How would you not know what's in the transport? Wouldn't that be declared at deployment? I mean if I have 2 units with a transport each, you have to dictate which you are rolling for during a reserves roll. Even if you are deploying them at the start, there has to be an indication of which unit is in which transport, or the deployer could switch behind the scenes which units are where depending on need.


----------



## Daneel2.0 (Jul 24, 2008)

You have to have the vehicle marked at the beginning of the game, but are under no obligation to show your opponent the key for the marking. That way, you cannot make a change to the unit inside, but your opponent doesn't immediately know what unit is inside.

If there are questions about which unit deployed out of the transport, you generally use a impartial 3rd party (the judge in a tourney for example)


----------



## Xpyre35 (Feb 7, 2008)

ThanX Daneel, for the explanation. I've only played friendly games, and don't really have a grasp on the tournament rules and such. I did always wonder why people were expressing ideas like which transport to shoot, whether a squad has a *hidden* power fist.

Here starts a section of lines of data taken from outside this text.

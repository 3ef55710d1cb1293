//! # Mesh Core
//!
//! Core types, traits, and error handling for the agent mesh.
//!
//! This crate provides the foundational types used throughout the mesh:
//! - Agent descriptors and their wire shape
//! - Routing decisions and execution strategies
//! - Messages streamed back from agents and per-agent invocation results
//! - Collaborator traits for embedding and inference providers
//! - The explicit request context threaded through every call
//! - Error types and handling

#![forbid(unsafe_code)]
#![warn(missing_docs)]

pub mod context;
pub mod decision;
pub mod descriptor;
pub mod error;
pub mod message;
pub mod provider;

// Re-export commonly used types
pub use context::RequestContext;
pub use decision::{RoutingDecision, RoutingStrategy};
pub use descriptor::AgentDescriptor;
pub use error::{MeshError, MeshResult};
pub use message::{AgentInvocationResult, AgentMessage, MessageStream};
pub use provider::{ChatRole, ChatTurn, EmbeddingProvider, InferenceProvider};
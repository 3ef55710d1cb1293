//! Prompt sent to the inference provider for LLM-assisted routing.

use mesh_core::ChatTurn;

const SYSTEM_PROMPT: &str = "You route user queries to specialist agents. \
Choose one strategy:\n\
- SINGLE: one agent can answer the query alone.\n\
- PARALLEL: several agents answer independent parts of the query at the same time.\n\
- SEQUENTIAL: agents must run in order, each building on the previous answers.\n\
Only use agent IDs from the list provided. \
Respond with a single JSON object and nothing else:\n\
{\"strategy\": \"SINGLE|PARALLEL|SEQUENTIAL\", \"agents\": [\"agent_id\", ...], \
\"reasoning\": \"short explanation\", \"dependencies\": {\"agent_id\": [\"prerequisite_id\"]}}\n\
The dependencies field is optional.";

/// Build the routing conversation for `query` over the agents in `summary`
pub fn routing_prompt(query: &str, summary: &str) -> Vec<ChatTurn> {
    vec![
        ChatTurn::system(SYSTEM_PROMPT),
        ChatTurn::user(format!(
            "Available agents:\n\n{summary}\n\nUser query:\n{query}"
        )),
    ]
}
//! The agent directory: registration, liveness and semantic discovery.

use crate::store::{AgentStore, ScoredAgent};
use crate::summary::{embedding_text, routing_summary};
use chrono::Utc;
use mesh_config::DirectoryConfig;
use mesh_core::{AgentDescriptor, EmbeddingProvider, MeshError, MeshResult};
use mesh_telemetry::MeshMetrics;
use std::sync::Arc;
use std::time::Duration;
use tracing::{debug, info, instrument, warn};

/// Vector candidates fetched per requested result, so that unhealthy or
/// half-written entries can be skipped without starving the result.
const CANDIDATE_OVERSAMPLE: usize = 4;

/// Authoritative store of agent descriptors and their embedding vectors.
///
/// The directory is the only component that mutates descriptor or vector
/// records. Every read hands out an owned copy.
#[derive(Clone)]
pub struct Directory {
    store: Arc<dyn AgentStore>,
    embedder: Arc<dyn EmbeddingProvider>,
    ttl: Duration,
    dimension: usize,
    metrics: Option<Arc<MeshMetrics>>,
}

impl std::fmt::Debug for Directory {
    fn fmt(&self, f: &mut std::fmt::Formatter<'_>) -> std::fmt::Result {
        f.debug_struct("Directory")
            .field("store", &self.store.name())
            .field("embedder", &self.embedder.name())
            .field("ttl", &self.ttl)
            .field("dimension", &self.dimension)
            .finish_non_exhaustive()
    }
}

impl Directory {
    /// Create a directory over `store`, embedding with `embedder`.
    ///
    /// # Errors
    /// Returns a configuration error if the configured dimension is zero or
    /// differs from the embedder's dimension
    pub fn new(
        store: Arc<dyn AgentStore>,
        embedder: Arc<dyn EmbeddingProvider>,
        config: &DirectoryConfig,
    ) -> MeshResult<Self> {
        if config.embedding_dimension == 0 {
            return Err(MeshError::configuration(
                "embedding dimension must be greater than zero",
            ));
        }
        if embedder.dimension() != config.embedding_dimension {
            return Err(MeshError::configuration(format!(
                "embedding provider '{}' produces {} dimensions, directory expects {}",
                embedder.name(),
                embedder.dimension(),
                config.embedding_dimension
            )));
        }

        Ok(Self {
            store,
            embedder,
            ttl: config.ttl,
            dimension: config.embedding_dimension,
            metrics: None,
        })
    }

    /// Attach metrics
    #[must_use]
    pub fn with_metrics(mut self, metrics: Arc<MeshMetrics>) -> Self {
        self.metrics = Some(metrics);
        self
    }

    /// Record time-to-live
    #[must_use]
    pub fn ttl(&self) -> Duration {
        self.ttl
    }

    async fn embed(&self, text: &str) -> MeshResult<Vec<f32>> {
        let vector = self.embedder.embed(text).await?;
        if vector.len() != self.dimension {
            return Err(MeshError::embedding(format!(
                "expected {} dimensions, got {}",
                self.dimension,
                vector.len()
            )));
        }
        Ok(vector)
    }

    /// Register (or re-register) an agent.
    ///
    /// Timestamps supplied by the caller are replaced with "now". Any prior
    /// registration under the same id is overwritten. Returns the stored copy.
    ///
    /// # Errors
    /// Returns error if embedding or either store write fails
    #[instrument(skip(self, descriptor), fields(agent_id = %descriptor.agent_id))]
    pub async fn register(&self, mut descriptor: AgentDescriptor) -> MeshResult<AgentDescriptor> {
        let now = Utc::now();
        descriptor.registered_at = now;
        descriptor.last_heartbeat = now;

        let vector = self.embed(&embedding_text(&descriptor)).await?;

        // Descriptor first: a vector without a descriptor is skipped by discovery.
        self.store.put_descriptor(&descriptor, self.ttl).await?;
        if let Err(e) = self
            .store
            .put_vector(&descriptor.agent_id, vector, self.ttl)
            .await
        {
            // Half-written registrations are addressable but never discoverable.
            if let Err(cleanup) = self.store.remove(&descriptor.agent_id).await {
                warn!(
                    agent_id = %descriptor.agent_id,
                    error = %cleanup,
                    "Failed to remove descriptor after vector write failure"
                );
            }
            return Err(e);
        }

        info!(
            agent_id = %descriptor.agent_id,
            name = %descriptor.name,
            ttl_secs = self.ttl.as_secs(),
            "Agent registered"
        );
        Ok(descriptor)
    }

    /// Remove an agent. Removing an unknown id is not an error.
    ///
    /// # Errors
    /// Returns error if the store delete fails
    #[instrument(skip(self))]
    pub async fn unregister(&self, agent_id: &str) -> MeshResult<()> {
        self.store.remove(agent_id).await?;
        info!(agent_id, "Agent unregistered");
        Ok(())
    }

    /// Refresh an agent's TTL and stamp its heartbeat.
    ///
    /// Returns `false` if the agent is absent (never registered or already
    /// expired); that race is expected and not an error.
    ///
    /// # Errors
    /// Returns error if the store write fails
    pub async fn heartbeat(&self, agent_id: &str) -> MeshResult<bool> {
        let refreshed = self.store.touch(agent_id, self.ttl, Utc::now()).await?;
        if refreshed {
            debug!(agent_id, "Heartbeat recorded");
        } else {
            debug!(agent_id, "Heartbeat for absent agent ignored");
        }
        Ok(refreshed)
    }

    /// Fetch a copy of a live descriptor
    ///
    /// # Errors
    /// Returns error if the store read fails
    pub async fn get(&self, agent_id: &str) -> MeshResult<Option<AgentDescriptor>> {
        self.store.get_descriptor(agent_id).await
    }

    /// Mark an agent healthy or unhealthy without touching its TTL.
    ///
    /// Returns `false` if the agent is absent.
    ///
    /// # Errors
    /// Returns error if the store write fails
    #[instrument(skip(self))]
    pub async fn set_health(&self, agent_id: &str, is_healthy: bool) -> MeshResult<bool> {
        let updated = self.store.set_health(agent_id, is_healthy).await?;
        if updated {
            info!(agent_id, is_healthy, "Agent health updated");
        }
        Ok(updated)
    }

    /// Find up to `top_k` healthy agents semantically closest to `query`.
    ///
    /// Results are ordered by similarity descending, ties broken by
    /// ascending agent id.
    ///
    /// # Errors
    /// Embedding failures propagate. Store failures are logged and yield an
    /// empty result so the caller can still fall back.
    #[instrument(skip(self, query))]
    pub async fn discover(&self, query: &str, top_k: usize) -> MeshResult<Vec<AgentDescriptor>> {
        if top_k == 0 {
            return Ok(Vec::new());
        }

        let vector = self.embed(query).await?;

        let results = match self.resolve(&vector, top_k).await {
            Ok(results) => results,
            Err(e) => {
                warn!(store = self.store.name(), error = %e, "Discovery store failure, treating as no agents found");
                Vec::new()
            }
        };

        debug!(results = results.len(), "Discovery complete");
        if let Some(metrics) = &self.metrics {
            metrics.record_discovery(results.len());
        }
        Ok(results)
    }

    async fn resolve(&self, vector: &[f32], top_k: usize) -> MeshResult<Vec<AgentDescriptor>> {
        let candidates = self
            .store
            .nearest(vector, top_k.saturating_mul(CANDIDATE_OVERSAMPLE))
            .await?;

        let mut results = Vec::with_capacity(top_k);
        for ScoredAgent { agent_id, score } in candidates {
            match self.store.get_descriptor(&agent_id).await? {
                Some(descriptor) if descriptor.is_healthy => {
                    debug!(agent_id = %agent_id, score, "Discovery candidate accepted");
                    results.push(descriptor);
                    if results.len() == top_k {
                        break;
                    }
                }
                Some(_) => debug!(agent_id = %agent_id, "Skipping unhealthy agent"),
                None => debug!(agent_id = %agent_id, "Skipping vector without descriptor"),
            }
        }
        Ok(results)
    }

    /// Every live descriptor, sorted by agent id
    ///
    /// # Errors
    /// Returns error if the store read fails
    pub async fn list_all(&self) -> MeshResult<Vec<AgentDescriptor>> {
        let mut descriptors = self.store.list_descriptors().await?;
        descriptors.sort_by(|a, b| a.agent_id.cmp(&b.agent_id));
        Ok(descriptors)
    }

    /// Routing prompt text for `descriptors`
    #[must_use]
    pub fn routing_summary(&self, descriptors: &[AgentDescriptor]) -> String {
        routing_summary(descriptors)
    }
}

Our games we just usually declare everything before deployement as we are still slightly proxing certain units or weapon loads outs. This has become less often now that I've got approx 3000 pts of Marines now, in about a year of collecting. (1000 pts of Tryanids also, started in 4th from the Macragge Set)


----------



## Damned Fist (Nov 2, 2007)

I vote kill it. Even if it is in the assault phase. Although whatever comes out of it can attack me in their next turn I would rather that than let them have a free ride to wherever they wanted to go.:wink:


----------



## Caddock (May 18, 2008)

For discussion's sake how would you address this line:

pg 92 of the rulebook under "a note on secrecy"
"...always make clear to your opponent which squads are embarked in which transport vehicle"

It does go on to say that allowing the reading of rosters before and during gameplay is a call the players have to make on preference.


----------



## Someguy (Nov 19, 2007)

Xpyre35 said:


> ThanX Daneel, for the explanation. I've only played friendly games, and don't really have a grasp on the tournament rules and such. I did always wonder why people were expressing ideas like which transport to shoot, whether a squad has a *hidden* power fist.


Just a note on this. A "hidden" power fist isn't literally hidden from players. It is hidden in that the guy using it can't be directly attacked, because he is just a squad member rather than an independent character.

So an ork nob with a klaw would be a "hidden" power fist, though the model is probably very obvious.

Hidden fists are a danger to independent characters who can be instant killed by them, and to monstrous creatures and walkers because they can be damaged by them and often not by the rest of the unit. It is generally seen to be a better idea to have fists hidden than in the hands of ICs, because the IC can be picked out and killed before he gets to attack. ICs are probably better off using stuff that strikes using their (usually pretty good) initiative score and staying the hell away from stuff that can instant kill them.

They have actually become more common as we've gone through editions of the game. In 3rd, you could direct attacks towards upgrade characters like ork nobs but since 4th you haven't been able to. Now in 5th it is possible to get a "hidden IC" in some armies, by giving a character a retinue. Something like an inquisitor lord with evicerator is now quite a lot more viable as a result.


----------



## Daneel2.0 (Jul 24, 2008)

Caddock: I would say that the 4 words you cut at the beginning of the sentence make a difference. It says "In the same spirit, ...." and goes on to say that "Others prefer to leave a feel of secrecy around their lists, as bluffing can make a game really entertaining. *THE CHOICE IS YOURS*"

To me, it makes no sense that I would know which units you have deployed in which transports. As such I never ask that my opponent reveal that information to me. I simply ask that they record their choice and allow a 3rd party (during the game) or myself (after the game) to verify.

If you want to do it the other way, feel free.


----------



## Caddock (May 18, 2008)

Daneel2.0:
I actually agree in spirit. I don't think I realistically should know what is in a transport heading across the field at me. As long as I know it was marked down somewhere and after the game I could check if I liked. Where I play though they always disclose.

However the "in the same spirit" that I cut actually strengthens the line about telling what is in the transport. It is the spirit of being fair and disclosing your list after the game that it is referring too, from the sentence before. To me it is directing the reader to be fair and disclose what is which transport like you would your list. 

Then in the next paragraph it switches topics to the force roster itself. At which point it gives players the choice of disclosing before/during the game or only at the end. The whole line you quoted (and I referenced in my first post), including the bolded bit, only refers to disclosing the entire force list before or during the game. Which a player doesn't have to do. That is where the choice lies. A player can say unit A is in transport A without disclosing the details of their list so I don't see these as mutually exclusive. 

If I was looking to pick on something it would be the word 'should' in the first paragraph. 'Should' is not a rule it is a suggestion. Unfortunately I don't think GW rulebooks can stand that type of criticism without completely breaking. Anyhow not looking to change anyone's mind, just comparing takes on the wording.


----------



## newsun (Oct 6, 2008)

Well I think that is just GWs way of showing you how you can play in a sporting manner. Which war is not always sporting like.

As to knowing what is in a transport, I guess that all depends on what intel you are playing with as prior knowledge. This is a game and you can make up whatever you want. You could say that one side has a bunch of intel on the other and then you get to know the whole army while they get to take a few more points of troops or anything you want.

I think the ultimate thing to keep in mind is to have fun.


----------